▶ _Problem_: Copy exactly. Begin with the line that contains "actions.insert(Croak::A, Categorical::new(croak_a)?);" and stop after the last line of the records.
● ● ●
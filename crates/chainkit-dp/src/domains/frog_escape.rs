use indexmap::IndexMap;

use chainkit_core::{Categorical, ChainError, FiniteMarkovDecisionProcess};

/// One lilypad across the river, numbered 0 (the snake) to `length` (the
/// far bank).
#[derive(Debug, Clone, Copy, PartialEq, Eq, Hash, PartialOrd, Ord)]
pub struct Pad {
    pub position: u32,
}

/// The two sounds the frog can make before jumping.
#[derive(Debug, Clone, Copy, PartialEq, Eq, Hash)]
pub enum Croak {
    A,
    B,
}

/// The frog-escape river crossing as a decision process.
///
/// A frog on pad `i` of a river `length` pads wide croaks A or B and jumps:
///
/// - Croak A: back to pad `i - 1` with probability `i / length`, forward to
///   pad `i + 1` otherwise.
/// - Croak B: to any other pad `0..=length` uniformly.
///
/// Pad 0 and pad `length` are terminal; landing on the far bank earns
/// reward 1.0 and everything else earns nothing, so the expected return
/// under an undiscounted policy is its escape probability.
pub fn frog_escape(length: u32) -> Result<FiniteMarkovDecisionProcess<Pad, Croak>, ChainError> {
    let n = f64::from(length);
    let mut mapping = IndexMap::new();

    for position in 1..length {
        let p_back = f64::from(position) / n;
        let mut actions = IndexMap::new();

        let mut croak_a = Vec::with_capacity(2);
        croak_a.push(((Pad { position: position - 1 }, 0.0), p_back));
        let forward = position + 1;
        let reward = if forward == length { 1.0 } else { 0.0 };
        croak_a.push(((Pad { position: forward }, reward), 1.0 - p_back));
        actions.insert(Croak::A, Categorical::new(croak_a)?);

        let mut croak_b = Vec::with_capacity(length as usize);
        for landing in 0..length {
            if landing == position {
                continue;
            }
            croak_b.push(((Pad { position: landing }, 0.0), 1.0 / n));
        }
        croak_b.push(((Pad { position: length }, 1.0), 1.0 / n));
        actions.insert(Croak::B, Categorical::new(croak_b)?);

        mapping.insert(Pad { position }, actions);
    }

    FiniteMarkovDecisionProcess::new(mapping)
}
● ● ●
▶ _Response below_:
        actions.insert(Croak::A, Categorical::new(croak_a)?);

        let mut croak_b = Vec::with_capacity(length as usize);
        for landing in 0..length {
            if landing == position {
                continue;
            }
            croak_b.push(((Pad { position: landing }, 0.0), 1.0 / n));
        }
        croak_b.push(((Pad { position: length }, 1.0), 1.0 / n));
        actions.insert(Croak::B, Categorical::new(croak_b)?);

        mapping.insert(Pad { position }, actions);
    }

    FiniteMarkovDecisionProcess::new(mapping)
}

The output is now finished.